The required answer is the count of lines in the records that contain "Serialize", with no other text.

------

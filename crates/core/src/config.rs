//! Configuration management for Fleetlink.

use serde::{Deserialize, Serialize};
use std::env;
#[cfg(feature = "toml")]
use std::path::Path;
use std::time::Duration;

use crate::error::{CoreError, Result};

/// Subject common name carried by the shared bootstrap certificate.
pub const DEFAULT_REGISTER_COMMON_NAME: &str = "register";

/// Initial retry interval in seconds.
pub const DEFAULT_RETRY_AFTER_SECS: u64 = 10;

/// Ceiling for the retry interval in seconds.
pub const DEFAULT_MAX_INTERVAL_SECS: u64 = 60;

#[derive(Debug, Clone, Default, Serialize, Deserialize)]
pub struct AgentConfig {
    #[serde(default)]
    pub registration: RegistrationSettings,
    #[serde(default)]
    pub logging: LoggingConfig,
}

#[derive(Debug, Clone, PartialEq, Eq, Serialize, Deserialize)]
#[serde(default)]
pub struct RegistrationSettings {
    pub device_id: String,
    pub retry_after_secs: u64,
    pub max_interval_secs: u64,
    pub register_common_name: String,
}

#[derive(Debug, Clone, PartialEq, Eq, Serialize, Deserialize)]
#[serde(default)]
pub struct LoggingConfig {
    pub level: String,
    pub json: bool,
}

impl Default for RegistrationSettings {
    fn default() -> Self {
        Self {
            device_id: String::new(),
            retry_after_secs: DEFAULT_RETRY_AFTER_SECS,
            max_interval_secs: DEFAULT_MAX_INTERVAL_SECS,
            register_common_name: DEFAULT_REGISTER_COMMON_NAME.to_string(),
        }
    }
}

impl RegistrationSettings {
    /// Settings for a device with the default backoff policy.
    pub fn for_device(device_id: impl Into<String>) -> Self {
        Self {
            device_id: device_id.into(),
            ..Self::default()
        }
    }

    pub fn retry_after(&self) -> Duration {
        Duration::from_secs(self.retry_after_secs)
    }

    pub fn max_interval(&self) -> Duration {
        Duration::from_secs(self.max_interval_secs)
    }

    pub fn validate(&self) -> Result<()> {
        if self.device_id.trim().is_empty() {
            return Err(CoreError::Config("device_id must not be empty".to_string()));
        }
        if self.retry_after_secs == 0 {
            return Err(CoreError::Config(
                "retry_after_secs must be greater than zero".to_string(),
            ));
        }
        if self.max_interval_secs < self.retry_after_secs {
            return Err(CoreError::Config(format!(
                "max_interval_secs ({}) is smaller than retry_after_secs ({})",
                self.max_interval_secs, self.retry_after_secs
            )));
        }
        if self.register_common_name.is_empty() {
            return Err(CoreError::Config(
                "register_common_name must not be empty".to_string(),
            ));
        }
        Ok(())
    }
}

impl Default for LoggingConfig {
    fn default() -> Self {
        Self {
            level: "info".to_string(),
            json: false,
        }
    }
}

impl AgentConfig {
    #[cfg(feature = "toml")]
    pub fn from_file<P: AsRef<Path>>(path: P) -> Result<Self> {
        let content = std::fs::read_to_string(path)?;
        Self::from_toml_str(&content)
    }

    #[cfg(feature = "toml")]
    pub fn from_toml_str(content: &str) -> Result<Self> {
        toml::from_str(content).map_err(|e| CoreError::Parse(e.to_string()))
    }

    /// Apply `FLEETLINK_*` environment overrides on top of the loaded values.
    pub fn apply_env(&mut self) -> Result<()> {
        self.apply_overrides(|key| env::var(key).ok())
    }

    fn apply_overrides<F>(&mut self, lookup: F) -> Result<()>
    where
        F: Fn(&str) -> Option<String>,
    {
        if let Some(device_id) = lookup("FLEETLINK_DEVICE_ID") {
            self.registration.device_id = device_id;
        }
        if let Some(value) = lookup("FLEETLINK_RETRY_AFTER_SECS") {
            self.registration.retry_after_secs =
                parse_number("FLEETLINK_RETRY_AFTER_SECS", &value)?;
        }
        if let Some(value) = lookup("FLEETLINK_MAX_INTERVAL_SECS") {
            self.registration.max_interval_secs =
                parse_number("FLEETLINK_MAX_INTERVAL_SECS", &value)?;
        }
        if let Some(level) = lookup("FLEETLINK_LOG_LEVEL") {
            self.logging.level = level;
        }
        if let Some(value) = lookup("FLEETLINK_LOG_JSON") {
            self.logging.json = matches!(value.as_str(), "1" | "true" | "yes");
        }
        Ok(())
    }

    pub fn validate(&self) -> Result<()> {
        self.registration.validate()
    }
}

fn parse_number(key: &str, value: &str) -> Result<u64> {
    value
        .trim()
        .parse()
        .map_err(|_| CoreError::Config(format!("{} must be a number, got {:?}", key, value)))
}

------

■ Exercise output ■
4